__Data supplied__.
● ● ● ● ●

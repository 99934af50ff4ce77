//! Relevance scoring and result ordering.
//!
//! A document's raw score is the field-weighted sum of term frequencies over
//! every matched query term. The raw score is then scaled by a coordination
//! factor so that documents matching more distinct query terms rank higher.

use crate::config::SearchConfig;
use std::cmp::Ordering;

use super::index::{DocId, Field, Posting};

/// Weight applied to a single occurrence in `field`.
pub(crate) fn field_weight(config: &SearchConfig, field: Field) -> f32 {
    match field {
        Field::Title => config.title_weight,
        Field::Text => config.text_weight,
    }
}

/// Multiplier for a document matching `matched_terms` distinct query terms.
///
/// `1.0` for a single matched term, growing linearly with each additional one.
pub(crate) fn coordination_factor(matched_terms: usize, weight: f32) -> f32 {
    1.0 + weight * matched_terms.saturating_sub(1) as f32
}

/// Running score of one candidate document during query evaluation.
#[derive(Debug, Clone, Copy, PartialEq)]
pub(crate) struct Accumulator {
    pub(crate) raw: f32,
    pub(crate) matched_terms: usize,
    /// Index of the last query term credited to this document
    last_term: usize,
}

impl Accumulator {
    /// Starts accumulating for a document first hit by query term `term_idx`.
    pub(crate) const fn new(term_idx: usize) -> Self {
        Self {
            raw: 0.0,
            matched_terms: 1,
            last_term: term_idx,
        }
    }

    /// Adds one posting of query term `term_idx`.
    ///
    /// Query terms must be fed in increasing `term_idx` order so that each
    /// distinct term is counted once no matter how many postings it has.
    pub(crate) fn add(&mut self, config: &SearchConfig, term_idx: usize, posting: &Posting) {
        if term_idx != self.last_term {
            self.matched_terms += 1;
            self.last_term = term_idx;
        }
        self.raw += field_weight(config, posting.field) * posting.frequency as f32;
    }

    /// Final score including the coordination bonus.
    pub(crate) fn score(&self, config: &SearchConfig) -> f32 {
        self.raw * coordination_factor(self.matched_terms, config.coordination_weight)
    }
}

/// A scored candidate ready for ranking.
#[derive(Debug, Clone, Copy, PartialEq)]
pub(crate) struct Candidate {
    pub(crate) doc: DocId,
    pub(crate) score: f32,
    pub(crate) matched_terms: usize,
    /// Title length in characters
    pub(crate) title_len: usize,
}

/// Ranking order: higher score, then more matched terms, then shorter title,
/// then earlier record.
pub(crate) fn rank(a: &Candidate, b: &Candidate) -> Ordering {
    b.score
        .total_cmp(&a.score)
        .then_with(|| b.matched_terms.cmp(&a.matched_terms))
        .then_with(|| a.title_len.cmp(&b.title_len))
        .then_with(|| a.doc.cmp(&b.doc))
}

#[cfg(test)]
mod tests {
    use super::*;
    use assert2::check;
    use rstest::rstest;

    fn posting(field: Field, frequency: u32) -> Posting {
        Posting {
            doc: 0,
            frequency,
            field,
        }
    }

    #[rstest]
    #[case(1, 0.5, 1.0)]
    #[case(2, 0.5, 1.5)]
    #[case(3, 0.5, 2.0)]
    #[case(4, 0.0, 1.0)]
    fn test_coordination_factor(#[case] matched: usize, #[case] weight: f32, #[case] expected: f32) {
        check!(coordination_factor(matched, weight) == expected);
    }

    #[test]
    fn test_accumulator_counts_distinct_terms_once() {
        let config = SearchConfig::default();
        let mut acc = Accumulator::new(0);
        acc.add(&config, 0, &posting(Field::Title, 1));
        acc.add(&config, 0, &posting(Field::Text, 3));
        check!(acc.matched_terms == 1);
        check!(acc.raw == 2.0 + 3.0);

        acc.add(&config, 2, &posting(Field::Text, 1));
        check!(acc.matched_terms == 2);
        check!(acc.raw == 6.0);
        check!(acc.score(&config) == 6.0 * 1.5);
    }

    #[test]
    fn test_rank_tie_breaks() {
        let base = Candidate {
            doc: 5,
            score: 2.0,
            matched_terms: 1,
            title_len: 10,
        };
        let higher = Candidate { score: 3.0, ..base };
        let more_terms = Candidate {
            matched_terms: 2,
            ..base
        };
        let shorter = Candidate {
            title_len: 4,
            ..base
        };
        let earlier = Candidate { doc: 1, ..base };

        check!(rank(&higher, &base) == Ordering::Less);
        check!(rank(&more_terms, &base) == Ordering::Less);
        check!(rank(&shorter, &base) == Ordering::Less);
        check!(rank(&earlier, &base) == Ordering::Less);
        check!(rank(&base, &base) == Ordering::Equal);
    }
}
pub mod cli;
pub mod config;
pub mod error;
pub mod record;
pub mod search;
pub mod state;
pub mod tracing;

pub use config::SearchConfig;
pub use error::{ConfigError, LoadError, SearchError};
pub use record::{Category, DocRecord, load_records, parse_payload};
pub use search::{BuildReport, Field, Index, IndexBuilder, ScoredResult, search};
pub use state::SearchState;
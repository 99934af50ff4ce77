//! Query evaluation against a built [`Index`].

use crate::error::SearchError;
use ahash::{AHashMap, AHashSet};
use rapidfuzz::distance::jaro_winkler;
use serde::Serialize;

use super::index::{DocId, Index, PostingList};
use super::scoring::{Accumulator, Candidate, rank};
use super::snippet;

/// Minimum Jaro-Winkler similarity for a term to be offered as a suggestion.
const SUGGESTION_THRESHOLD: f64 = 0.8;

/// A ranked search hit, ready for a presentation layer.
#[derive(Debug, Clone, PartialEq, Serialize)]
pub struct ScoredResult {
    /// Id of the matched record (its position in the loaded record array)
    pub doc_id: u32,
    pub location: String,
    pub title: String,
    pub snippet: String,
    pub score: f32,
    /// Number of distinct query terms the record matched
    pub matched_terms: usize,
}

/// An indexed term similar to a query term that matched nothing.
#[derive(Debug, Clone, PartialEq, Serialize)]
pub struct TermSuggestion {
    pub term: String,
    pub score: f64,
}

/// Normalized, de-duplicated query terms.
#[derive(Debug, Clone, PartialEq, Eq)]
pub struct QueryTerms {
    terms: Vec<String>,
    /// Whether the final term also matches longer indexed terms
    prefix_last: bool,
}

impl QueryTerms {
    /// Tokenizes `query` with the index's own tokenizer.
    pub fn parse(index: &Index, query: &str) -> Self {
        let mut seen = AHashSet::new();
        let terms = index
            .tokenizer()
            .tokenize(query)
            .into_iter()
            .filter(|term| seen.insert(term.clone()))
            .collect();

        Self {
            terms,
            prefix_last: index.config().prefix_last_term,
        }
    }

    pub fn terms(&self) -> &[String] {
        &self.terms
    }

    pub fn is_empty(&self) -> bool {
        self.terms.is_empty()
    }

    /// Whether an indexed term is matched by this query.
    pub fn matches(&self, indexed: &str) -> bool {
        self.terms
            .iter()
            .enumerate()
            .any(|(idx, term)| self.matches_at(idx, term, indexed))
    }

    fn matches_at(&self, idx: usize, term: &str, indexed: &str) -> bool {
        if self.prefix_last && idx + 1 == self.terms.len() {
            indexed.starts_with(term)
        } else {
            indexed == term
        }
    }

    /// Posting lists matched by query term `idx`.
    ///
    /// A prefix term skips indexed terms that an earlier exact term already
    /// credits, so no posting is scored twice.
    fn postings<'a>(&self, index: &'a Index, idx: usize) -> Vec<&'a PostingList> {
        let term = &self.terms[idx];
        if self.prefix_last && idx + 1 == self.terms.len() {
            let earlier = &self.terms[..idx];
            index
                .terms_with_prefix(term)
                .filter(|(indexed, _)| !earlier.iter().any(|exact| exact == indexed))
                .map(|(_, list)| list)
                .collect()
        } else {
            index.postings(term).into_iter().collect()
        }
    }
}

/// Searches `index` for `query`, returning at most `limit` ranked results.
///
/// Records matching any query term are candidates. An empty query (or one made
/// entirely of stop words) yields no results; so does a query that matches
/// nothing.
pub fn search(index: &Index, query: &str, limit: usize) -> Result<Vec<ScoredResult>, SearchError> {
    if limit == 0 {
        return Err(SearchError::InvalidLimit(limit));
    }

    let query_terms = QueryTerms::parse(index, query);
    if query_terms.is_empty() {
        tracing::debug!("Query {:?} has no searchable terms", query);
        return Ok(vec![]);
    }

    let config = index.config();
    let mut accumulators: AHashMap<DocId, Accumulator> = AHashMap::new();

    for idx in 0..query_terms.terms().len() {
        for list in query_terms.postings(index, idx) {
            for posting in list.postings() {
                accumulators
                    .entry(posting.doc)
                    .or_insert_with(|| Accumulator::new(idx))
                    .add(config, idx, posting);
            }
        }
    }

    let mut candidates: Vec<Candidate> = accumulators
        .into_iter()
        .filter_map(|(doc, acc)| {
            index.record(doc).map(|record| Candidate {
                doc,
                score: acc.score(config),
                matched_terms: acc.matched_terms,
                title_len: record.title.chars().count(),
            })
        })
        .collect();

    let total = candidates.len();
    candidates.sort_by(rank);
    candidates.truncate(limit);

    tracing::debug!(
        "Query {:?} ({} terms) matched {} records, returning {}",
        query,
        query_terms.terms().len(),
        total,
        candidates.len()
    );

    Ok(candidates
        .into_iter()
        .filter_map(|candidate| hydrate(index, &query_terms, &candidate))
        .collect())
}

/// Turns a ranked candidate into a presentable result.
fn hydrate(index: &Index, query_terms: &QueryTerms, candidate: &Candidate) -> Option<ScoredResult> {
    let record = index.record(candidate.doc)?;

    let source = if record.text.trim().is_empty() {
        &record.title
    } else {
        &record.text
    };
    let tokens = index.tokenizer().tokens(source);
    let snippet = snippet::extract(
        source,
        &tokens,
        |term| query_terms.matches(term),
        index.config().snippet_chars,
    );

    Some(ScoredResult {
        doc_id: record.id,
        location: record.location.clone().unwrap_or_default(),
        title: record.title.clone(),
        snippet,
        score: candidate.score,
        matched_terms: candidate.matched_terms,
    })
}

impl Index {
    /// Searches this index. See [`search`].
    pub fn search(&self, query: &str, limit: usize) -> Result<Vec<ScoredResult>, SearchError> {
        search(self, query, limit)
    }

    /// Suggests indexed terms close to each query term that has no postings.
    ///
    /// Returns at most `max` suggestions, best first.
    pub fn suggest(&self, query: &str, max: usize) -> Vec<TermSuggestion> {
        let query_terms = QueryTerms::parse(self, query);
        let mut suggestions: Vec<TermSuggestion> = query_terms
            .terms()
            .iter()
            .filter(|term| self.postings(term).is_none())
            .flat_map(|term| {
                self.terms().filter_map(move |candidate| {
                    let score = jaro_winkler::similarity(term.chars(), candidate.chars());
                    (score >= SUGGESTION_THRESHOLD).then(|| TermSuggestion {
                        term: candidate.to_string(),
                        score,
                    })
                })
            })
            .collect();

        suggestions.sort_by(|a, b| b.score.total_cmp(&a.score).then_with(|| a.term.cmp(&b.term)));
        let mut seen = AHashSet::new();
        suggestions.retain(|suggestion| seen.insert(suggestion.term.clone()));
        suggestions.truncate(max);
        suggestions
    }
}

● ● ● ● ●

__The problem__.
Above this instruction are the records; retype exactly the lines from the one containing "exact term already" up to and including the one containing "for idx in 0..query_terms.terms().len()".

__Task response__.
    /// A prefix term skips indexed terms that an earlier exact term already
    /// credits, so no posting is scored twice.
    fn postings<'a>(&self, index: &'a Index, idx: usize) -> Vec<&'a PostingList> {
        let term = &self.terms[idx];
        if self.prefix_last && idx + 1 == self.terms.len() {
            let earlier = &self.terms[..idx];
            index
                .terms_with_prefix(term)
                .filter(|(indexed, _)| !earlier.iter().any(|exact| exact == indexed))
                .map(|(_, list)| list)
                .collect()
        } else {
            index.postings(term).into_iter().collect()
        }
    }
}

/// Searches `index` for `query`, returning at most `limit` ranked results.
///
/// Records matching any query term are candidates. An empty query (or one made
/// entirely of stop words) yields no results; so does a query that matches
/// nothing.
pub fn search(index: &Index, query: &str, limit: usize) -> Result<Vec<ScoredResult>, SearchError> {
    if limit == 0 {
        return Err(SearchError::InvalidLimit(limit));
    }

    let query_terms = QueryTerms::parse(index, query);
    if query_terms.is_empty() {
        tracing::debug!("Query {:?} has no searchable terms", query);
        return Ok(vec![]);
    }

    let config = index.config();
    let mut accumulators: AHashMap<DocId, Accumulator> = AHashMap::new();

    for idx in 0..query_terms.terms().len() {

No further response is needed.